I have a Numpy array of dimensions (d1,d2,d3,d4), for instance A = np.arange(120).reshape((2,3,4,5)).
I would like to contract it so as to obtain B of dimensions (d1,d2,d4).
The d3-indices of parts to pick are collected in an indexing array Idx of dimensions (d1,d2).
Idx provides, for each couple (x1,x2) of indices along (d1,d2), the index x3 for which B should retain the whole corresponding d4-line in A, for example Idx = rng.integers(4, size=(2,3)).
To sum up, for all (x1,x2), I want B[x1,x2,:] = A[x1,x2,Idx[x1,x2],:].

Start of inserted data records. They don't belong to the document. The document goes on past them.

use std::collections::HashMap;
use std::future::Future;
use std::time::Duration;

use tokio::sync::Mutex;
use tokio::task::JoinHandle;

/// Background simulator tasks keyed by scan id, with cancellation support.
#[derive(Default)]
pub struct TaskManager {
    active_handles: Mutex<HashMap<String, JoinHandle<()>>>,
}

impl TaskManager {
    pub fn new() -> Self {
        Self::default()
    }

    /// Spawn `task` for `scan_id`. An earlier task for the same scan is aborted.
    pub async fn submit<F>(&self, scan_id: &str, task: F)
    where
        F: Future<Output = ()> + Send + 'static,
    {
        let handle = tokio::spawn(task);

        let mut handles = self.active_handles.lock().await;
        handles.retain(|_, h| !h.is_finished());
        if let Some(previous) = handles.insert(scan_id.to_string(), handle) {
            previous.abort();
        }

        tracing::debug!(scan_id = %scan_id, "submitted simulator task");
    }

    /// Abort the task for `scan_id`. Returns false if none was running.
    pub async fn cancel(&self, scan_id: &str) -> bool {
        let mut handles = self.active_handles.lock().await;
        match handles.remove(scan_id) {
            Some(handle) => {
                let was_running = !handle.is_finished();
                handle.abort();
                if was_running {
                    tracing::info!(scan_id = %scan_id, "aborted simulator task");
                }
                was_running
            }
            None => false,
        }
    }

    /// Abort every task, then wait up to `grace` for the aborts to land so
    /// no task is still writing afterwards.
    pub async fn shutdown(&self, grace: Duration) -> usize {
        let handles: Vec<(String, JoinHandle<()>)> =
            self.active_handles.lock().await.drain().collect();

        let mut aborted = 0;
        for (_, handle) in &handles {
            if !handle.is_finished() {
                aborted += 1;
            }
            handle.abort();
        }

        let settle = async {
            for (_, handle) in handles {
                let _ = handle.await;
            }
        };
        if tokio::time::timeout(grace, settle).await.is_err() {
            tracing::warn!(grace_ms = grace.as_millis() as u64, "simulator tasks did not stop within grace period");
        }

        tracing::info!(aborted, "simulator tasks stopped");
        aborted
    }

    pub async fn active_count(&self) -> usize {
        let mut handles = self.active_handles.lock().await;
        handles.retain(|_, h| !h.is_finished());
        handles.len()
    }

    /// Wait until the task for `scan_id` has finished.
    pub async fn wait_for(&self, scan_id: &str) {
        let handle = self.active_handles.lock().await.remove(scan_id);
        if let Some(handle) = handle {
            if let Err(e) = handle.await {
                if !e.is_cancelled() {
                    tracing::error!(scan_id = %scan_id, error = %e, "simulator task panicked");
                }
            }
        }
    }
}

#[cfg(test)]
mod tests {
    use super::*;
    use std::sync::atomic::{AtomicUsize, Ordering};
    use std::sync::Arc;

    #[tokio::test(start_paused = true)]
    async fn test_wait_for_completes_task() {
        let manager = TaskManager::new();
        let counter = Arc::new(AtomicUsize::new(0));

        let c = counter.clone();
        manager
            .submit("SCN-1", async move {
                tokio::time::sleep(Duration::from_secs(5)).await;
                c.fetch_add(1, Ordering::SeqCst);
            })
            .await;

        assert_eq!(manager.active_count().await, 1);
        manager.wait_for("SCN-1").await;
        assert_eq!(counter.load(Ordering::SeqCst), 1);
        assert_eq!(manager.active_count().await, 0);
    }

    #[tokio::test(start_paused = true)]
    async fn test_cancel_prevents_further_work() {
        let manager = TaskManager::new();
        let counter = Arc::new(AtomicUsize::new(0));

        let c = counter.clone();
        manager
            .submit("SCN-1", async move {
                tokio::time::sleep(Duration::from_secs(5)).await;
                c.fetch_add(1, Ordering::SeqCst);
            })
            .await;

        assert!(manager.cancel("SCN-1").await);
        assert!(!manager.cancel("SCN-1").await);

        tokio::time::sleep(Duration::from_secs(10)).await;
        assert_eq!(counter.load(Ordering::SeqCst), 0);
    }

    #[tokio::test(start_paused = true)]
    async fn test_shutdown_aborts_everything() {
        let manager = TaskManager::new();
        for id in ["SCN-1", "SCN-2", "SCN-3"] {
            manager
                .submit(id, async {
                    tokio::time::sleep(Duration::from_secs(60)).await;
                })
                .await;
        }

        assert_eq!(manager.shutdown(Duration::from_secs(1)).await, 3);
        assert_eq!(manager.active_count().await, 0);
    }
}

Is there an efficient, vectorized way to do that, without using a loop? I'm aware that this is similar to Easy way to do nd-array contraction using advanced indexing in Python but I have trouble extending the solution to higher dimensional arrays.
MWE
A = np.arange(120).reshape((2,3,4,5))
Idx = rng.integers(4, size=(2,3))
# correct result:
B = np.zeros((2,3,5))
for i in range(2):
for j in range(3):
B[i,j,:] = A[i,j,Idx[i,j],:]
# what I would like, which doesn't work:
B = A[:,:,Idx[:,:],:]
Times for 3 alternatives:
In [91]: %%timeit
...: B = np.zeros((2,3,5),A.dtype)
...: for i in range(2):
...: for j in range(3):
...: B[i,j,:] = A[i,j,Idx[i,j],:]
...:
11 µs ± 48.8 ns per loop (mean ± std. dev. of 7 runs, 100,000 loops each)

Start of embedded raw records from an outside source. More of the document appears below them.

use axum::{
    extract::{Path, Query, State},
    response::Json,
};
use serde::Deserialize;
use serde_json::{json, Value};

use crate::{
    error::ApiError,
    models::{RecentSummary, ScanResult, VulnerabilityStats},
    AppState,
};

#[derive(Debug, Default, Deserialize)]
pub struct RecentSummaryQuery {
    pub days: Option<i64>,
}

pub async fn list_reports(
    State(app_state): State<AppState>,
) -> Result<Json<Vec<ScanResult>>, ApiError> {
    Ok(Json(app_state.reports.list_reports().await?))
}

pub async fn get_report(
    State(app_state): State<AppState>,
    Path(id): Path<String>,
) -> Result<Json<ScanResult>, ApiError> {
    Ok(Json(app_state.reports.get_report(&id).await?))
}

pub async fn recent_summary(
    State(app_state): State<AppState>,
    Query(query): Query<RecentSummaryQuery>,
) -> Result<Json<RecentSummary>, ApiError> {
    Ok(Json(app_state.reports.recent_summary(query.days).await?))
}

pub async fn delete_report(
    State(app_state): State<AppState>,
    Path(id): Path<String>,
) -> Result<Json<Value>, ApiError> {
    app_state.reports.delete_report(&id).await?;
    Ok(Json(json!({ "id": id, "message": "Report deleted" })))
}

pub async fn vulnerability_stats(
    State(app_state): State<AppState>,
) -> Result<Json<VulnerabilityStats>, ApiError> {
    Ok(Json(app_state.reports.vulnerability_stats().await?))
}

In [92]: timeit A[np.arange(2)[:,None],np.arange(3),Idx]
8.58 µs ± 44 ns per loop (mean ± std. dev. of 7 runs, 100,000 loops each)
In [94]: timeit np.squeeze(np.take_along_axis(A, Idx[:,:,None,None], axis=2), axis=2)
29.4 µs ± 448 ns per loop (mean ± std. dev. of 7 runs, 10,000 loops each)
Relative times may differ with larger arrays. But this is a good size for testing the correctness.